A recent multinational study surveyed over 6,000 teenagers from 26 countries including Chile, Poland and China, on their attitudes toward sex and contraception. The study found that the number of young people having unsafe sex with a new partner increased by 111 percent in France, 39 percent in the USA and 19 percent in Britain in the last three years!
These statistics regarding the increase in unprotected sex among young people across the globe is baffling. In an age of technology such as ours, teens and young adults have access to more information than any other prior generation. So why is there a preponderance of misinformation? It all comes down to basic communication and the messages our children are receiving from various outlets. In recent years, reality television and music has sensationalized the concept of unprotected sex and teen pregnancy. What kind of message does this send to our kids? While teens may not be actively pursuing pregnancy such as in the case of the “pregnancy pact” reported in a Massachusetts high school, some might argue that the continual portrayal of teen pregnancy in the media serves nothing less than to de-sensitize or normalize the experience of being a teenaged parent.
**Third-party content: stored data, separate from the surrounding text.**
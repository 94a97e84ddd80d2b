//! Error types for logline-service

use std::time::Duration;

use logline_core::BackendError;
use logline_storage::RepositoryError;
use thiserror::Error;

/// Errors returned by the log service
#[derive(Debug, Clone, Error)]
pub enum ServiceError {
    /// The request cannot be turned into a log line
    #[error("Invalid request: {0}")]
    InvalidRequest(String),

    /// The repository did not answer within the call timeout
    #[error("Timed out after {timeout:?} while trying to {operation}")]
    Timeout {
        operation: &'static str,
        timeout: Duration,
    },

    #[error(transparent)]
    Repository(#[from] RepositoryError),
}

impl ServiceError {
    /// Create a new InvalidRequest error
    pub fn invalid_request(message: impl Into<String>) -> Self {
        Self::InvalidRequest(message.into())
    }

    /// HTTP status code for this error
    ///
    /// - Invalid request or reserved key: 400
    /// - Missing key: 404
    /// - Counter missing or backend unavailable: 503
    /// - Timeout: 504
    /// - Anything else: 500
    pub fn status_code(&self) -> u16 {
        match self {
            Self::InvalidRequest(_) => 400,
            Self::Timeout { .. } => 504,
            Self::Repository(e) if e.is_not_found() => 404,
            Self::Repository(RepositoryError::ReservedKey(_)) => 400,
            Self::Repository(
                RepositoryError::CounterNotInitialized
                | RepositoryError::CounterUnavailable
                | RepositoryError::Backend {
                    source: BackendError::Unavailable(_),
                    ..
                }
                | RepositoryError::TxLog {
                    source: BackendError::Unavailable(_),
                    ..
                },
            ) => 503,
            Self::Repository(_) => 500,
        }
    }
}

/// Result type alias for service operations
pub type ServiceResult<T> = Result<T, ServiceError>;
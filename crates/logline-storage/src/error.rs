//! Error types for logline-storage

use logline_core::{BackendError, CounterError};
use thiserror::Error;

/// Errors returned by the log-line repository
#[derive(Debug, Clone, Error)]
pub enum RepositoryError {
    /// The counter key has never been written (first run)
    #[error("Log line counter not initialized")]
    CounterNotInitialized,

    /// The counter key is missing when a write needs it
    #[error("Log line counter unavailable, was the repository initialized?")]
    CounterUnavailable,

    /// The counter key holds something that is not an 8-byte counter
    #[error("Invalid log line counter: {0}")]
    InvalidCounter(#[from] CounterError),

    /// A backend call about one key failed
    #[error("Unable to {operation} {key:?}: {source}")]
    Backend {
        operation: &'static str,
        key: String,
        source: BackendError,
    },

    /// A transaction log call failed
    #[error("Unable to {operation} transaction log: {source}")]
    TxLog {
        operation: &'static str,
        source: BackendError,
    },

    /// The line uses the reserved counter key
    #[error("Key {0:?} is reserved")]
    ReservedKey(String),

    /// The primary write committed but the bucket index write failed
    #[error("Unable to index key {key} in bucket {bucket}: {source}")]
    IndexWrite {
        bucket: String,
        key: String,
        source: BackendError,
    },

    /// A bucket index member has no primary value
    #[error("Key {key} indexed in bucket {bucket} is missing from storage")]
    MissingIndexedLine { bucket: String, key: String },
}

impl RepositoryError {
    /// Wrap a backend error with the operation and key it concerns
    pub fn backend(operation: &'static str, key: impl Into<String>, source: BackendError) -> Self {
        Self::Backend {
            operation,
            key: key.into(),
            source,
        }
    }

    /// Wrap a transaction log error
    pub fn tx_log(operation: &'static str, source: BackendError) -> Self {
        Self::TxLog { operation, source }
    }

    /// Create a new IndexWrite error
    pub fn index_write(
        bucket: impl Into<String>,
        key: impl Into<String>,
        source: BackendError,
    ) -> Self {
        Self::IndexWrite {
            bucket: bucket.into(),
            key: key.into(),
            source,
        }
    }

    /// Whether the wrapped backend error reports a missing key
    pub fn is_not_found(&self) -> bool {
        matches!(self, Self::Backend { source, .. } if source.is_not_found())
    }
}

/// Result type alias for repository operations
pub type RepositoryResult<T> = Result<T, RepositoryError>;
//! Server configuration
//!
//! Layered in order: defaults, an optional TOML file, `LOGLINE_*`
//! environment variables, then command-line flags.

use std::fs;
use std::net::{IpAddr, Ipv4Addr, SocketAddr};
use std::path::{Path, PathBuf};

use logline_logging::LogConfig;
use logline_service::ServiceConfig;
use logline_storage::RepositoryConfig;
use serde::{Deserialize, Serialize};
use thiserror::Error;

pub const ENV_HTTP_ADDR: &str = "LOGLINE_HTTP_ADDR";
pub const ENV_LOG_LEVEL: &str = "LOGLINE_LOG_LEVEL";
pub const ENV_CONFLICT_POLICY: &str = "LOGLINE_CONFLICT_POLICY";
pub const ENV_CALL_TIMEOUT_MS: &str = "LOGLINE_CALL_TIMEOUT_MS";

/// Default listen address
pub const DEFAULT_HTTP_ADDR: SocketAddr =
    SocketAddr::new(IpAddr::V4(Ipv4Addr::UNSPECIFIED), 9090);

#[derive(Debug, Error)]
pub enum ConfigError {
    #[error("Unable to read config file {path:?}: {source}")]
    Read {
        path: PathBuf,
        source: std::io::Error,
    },

    #[error("Invalid config file {path:?}: {source}")]
    Parse {
        path: PathBuf,
        source: toml::de::Error,
    },

    #[error("Invalid value {value:?} for {name}: {reason}")]
    InvalidEnv {
        name: &'static str,
        value: String,
        reason: String,
    },
}

/// Complete server configuration
#[derive(Debug, Clone, PartialEq, Eq, Serialize, Deserialize)]
#[serde(default)]
pub struct ServerConfig {
    /// HTTP listen address
    pub http_addr: SocketAddr,
    pub repository: RepositoryConfig,
    pub service: ServiceConfig,
    pub logging: LogConfig,
}

impl Default for ServerConfig {
    fn default() -> Self {
        Self {
            http_addr: DEFAULT_HTTP_ADDR,
            repository: RepositoryConfig::default(),
            service: ServiceConfig::default(),
            logging: LogConfig::default(),
        }
    }
}

impl ServerConfig {
    /// Load from a TOML file, or the defaults when no path is given
    pub fn load(path: Option<&Path>) -> Result<Self, ConfigError> {
        let Some(path) = path else {
            return Ok(Self::default());
        };
        let content = fs::read_to_string(path).map_err(|source| ConfigError::Read {
            path: path.to_path_buf(),
            source,
        })?;
        toml::from_str(&content).map_err(|source| ConfigError::Parse {
            path: path.to_path_buf(),
            source,
        })
    }

    /// Apply overrides from the process environment
    pub fn apply_env(&mut self) -> Result<(), ConfigError> {
        self.apply_overrides(|name| std::env::var(name).ok())
    }

    /// Apply `LOGLINE_*` overrides read through `lookup`
    pub fn apply_overrides<F>(&mut self, lookup: F) -> Result<(), ConfigError>
    where
        F: Fn(&str) -> Option<String>,
    {
        if let Some(value) = lookup(ENV_HTTP_ADDR) {
            self.http_addr = parse_env(ENV_HTTP_ADDR, value)?;
        }
        if let Some(value) = lookup(ENV_LOG_LEVEL) {
            self.logging.default_level = value;
        }
        if let Some(value) = lookup(ENV_CONFLICT_POLICY) {
            self.repository.conflict_policy = parse_env(ENV_CONFLICT_POLICY, value)?;
        }
        if let Some(value) = lookup(ENV_CALL_TIMEOUT_MS) {
            self.service.call_timeout_ms = parse_env(ENV_CALL_TIMEOUT_MS, value)?;
        }
        Ok(())
    }

    /// Apply command-line overrides
    pub fn apply_flags(&mut self, http_addr: Option<SocketAddr>, log_level: Option<String>) {
        if let Some(addr) = http_addr {
            self.http_addr = addr;
        }
        if let Some(level) = log_level {
            self.logging.default_level = level;
        }
    }

    /// Render as TOML
    pub fn to_toml(&self) -> Result<String, toml::ser::Error> {
        toml::to_string_pretty(self)
    }
}

fn parse_env<T>(name: &'static str, value: String) -> Result<T, ConfigError>
where
    T: std::str::FromStr,
    T::Err: std::fmt::Display,
{
    match value.trim().parse() {
        Ok(parsed) => Ok(parsed),
        Err(e) => Err(ConfigError::InvalidEnv {
            name,
            reason: e.to_string(),
            value,
        }),
    }
}

#[cfg(test)]
mod tests {
    use super::*;
    use logline_storage::ConflictPolicy;
    use std::collections::HashMap;
    use std::io::Write;

    fn lookup(vars: &[(&str, &str)]) -> impl Fn(&str) -> Option<String> {
        let vars: HashMap<String, String> = vars
            .iter()
            .map(|(k, v)| (k.to_string(), v.to_string()))
            .collect();
        move |name| vars.get(name).cloned()
    }

    #[test]
    fn test_defaults() {
        let config = ServerConfig::default();
        assert_eq!(config.http_addr, DEFAULT_HTTP_ADDR);
        assert_eq!(config.http_addr.to_string(), "0.0.0.0:9090");
        assert_eq!(config.repository.conflict_policy, ConflictPolicy::FallbackToUpdate);
        assert_eq!(config.service.call_timeout_ms, 1_000);
    }

    #[test]
    fn test_load_without_file_uses_defaults() {
        assert_eq!(ServerConfig::load(None).unwrap(), ServerConfig::default());
    }

    #[test]
    fn test_load_partial_file() {
        let mut file = tempfile::NamedTempFile::new().unwrap();
        writeln!(
            file,
            r#"
            http_addr = "127.0.0.1:7000"

            [repository.conflict_policy]
            kind = "retry_counter_race"
            max_retries = 4

            [logging]
            default_level = "debug"
            "#
        )
        .unwrap();

        let config = ServerConfig::load(Some(file.path())).unwrap();
        assert_eq!(config.http_addr.port(), 7000);
        assert_eq!(
            config.repository.conflict_policy,
            ConflictPolicy::RetryCounterRace { max_retries: 4 }
        );
        assert_eq!(config.logging.default_level, "debug");
        assert_eq!(config.service, ServiceConfig::default());
    }

    #[test]
    fn test_load_reports_bad_file() {
        let mut file = tempfile::NamedTempFile::new().unwrap();
        writeln!(file, "http_addr = 12").unwrap();
        let err = ServerConfig::load(Some(file.path())).unwrap_err();
        assert!(matches!(err, ConfigError::Parse { .. }));

        let err = ServerConfig::load(Some(Path::new("/nonexistent/logline.toml"))).unwrap_err();
        assert!(matches!(err, ConfigError::Read { .. }));
    }

    #[test]
    fn test_env_overrides() {
        let mut config = ServerConfig::default();
        config
            .apply_overrides(lookup(&[
                (ENV_HTTP_ADDR, "127.0.0.1:8080"),
                (ENV_LOG_LEVEL, "warn"),
                (ENV_CONFLICT_POLICY, "retry_counter_race:2"),
                (ENV_CALL_TIMEOUT_MS, "250"),
            ]))
            .unwrap();

        assert_eq!(config.http_addr.port(), 8080);
        assert_eq!(config.logging.default_level, "warn");
        assert_eq!(
            config.repository.conflict_policy,
            ConflictPolicy::RetryCounterRace { max_retries: 2 }
        );
        assert_eq!(config.service.call_timeout_ms, 250);
    }

    #[test]
    fn test_invalid_env_value() {
        let mut config = ServerConfig::default();
        let err = config
            .apply_overrides(lookup(&[(ENV_CALL_TIMEOUT_MS, "soon")]))
            .unwrap_err();
        assert!(matches!(
            err,
            ConfigError::InvalidEnv {
                name: ENV_CALL_TIMEOUT_MS,
                ..
            }
        ));
    }

    #[test]
    fn test_flags_win_over_env() {
        let mut config = ServerConfig::default();
        config
            .apply_overrides(lookup(&[(ENV_LOG_LEVEL, "warn")]))
            .unwrap();
        config.apply_flags(Some("127.0.0.1:1".parse().unwrap()), Some("trace".into()));

        assert_eq!(config.logging.default_level, "trace");
        assert_eq!(config.http_addr.port(), 1);
    }

    #[test]
    fn test_rendered_config_loads_back() {
        let mut config = ServerConfig::default();
        config.repository.conflict_policy = ConflictPolicy::RetryCounterRace { max_retries: 3 };

        let rendered = config.to_toml().unwrap();
        let parsed: ServerConfig = toml::from_str(&rendered).unwrap();
        assert_eq!(parsed, config);
    }
}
What’s a parent to do? Statistics indicate that less than half of all parents of teens talk to their children about sex. By failing to engage your child in on-going communication about sexuality, sexual behavior and the potential consequences of unprotected sex, teens are relying on what little information they receive from school (if sexual education is even offered!), their peers or through the media.Parents, the message is clear: talk to your children!
Shannon Aldridge, a child and teen counselor at Polaris Counseling, says this, “It is important to start a dialog with your children early in order to instill core beliefs and values regarding intimacy and sexuality. Parents need to be cautious to not dominate the conversation and to offer advice in the form of a suggestion as opposed to dictating what your teen should do. The concept of sexuality is complex and one that teens are trying to make sense of, thus an overbearing communication style, will likely result with your child “checking out” out of the conversation. Make efforts to not pass judgment, maintain open dialog and encourage your teen to express their thoughts and to ask questions. Additionally, it is imperative that communication is on-going. Use dating relationships and occurrences in the media as a basis for initiating conversations with your child. By openly discussing these topics, you are reinforcing your message about sexuality and sexual behavior while also increasing the likelihood that your teen will come to you with questions or concerns.”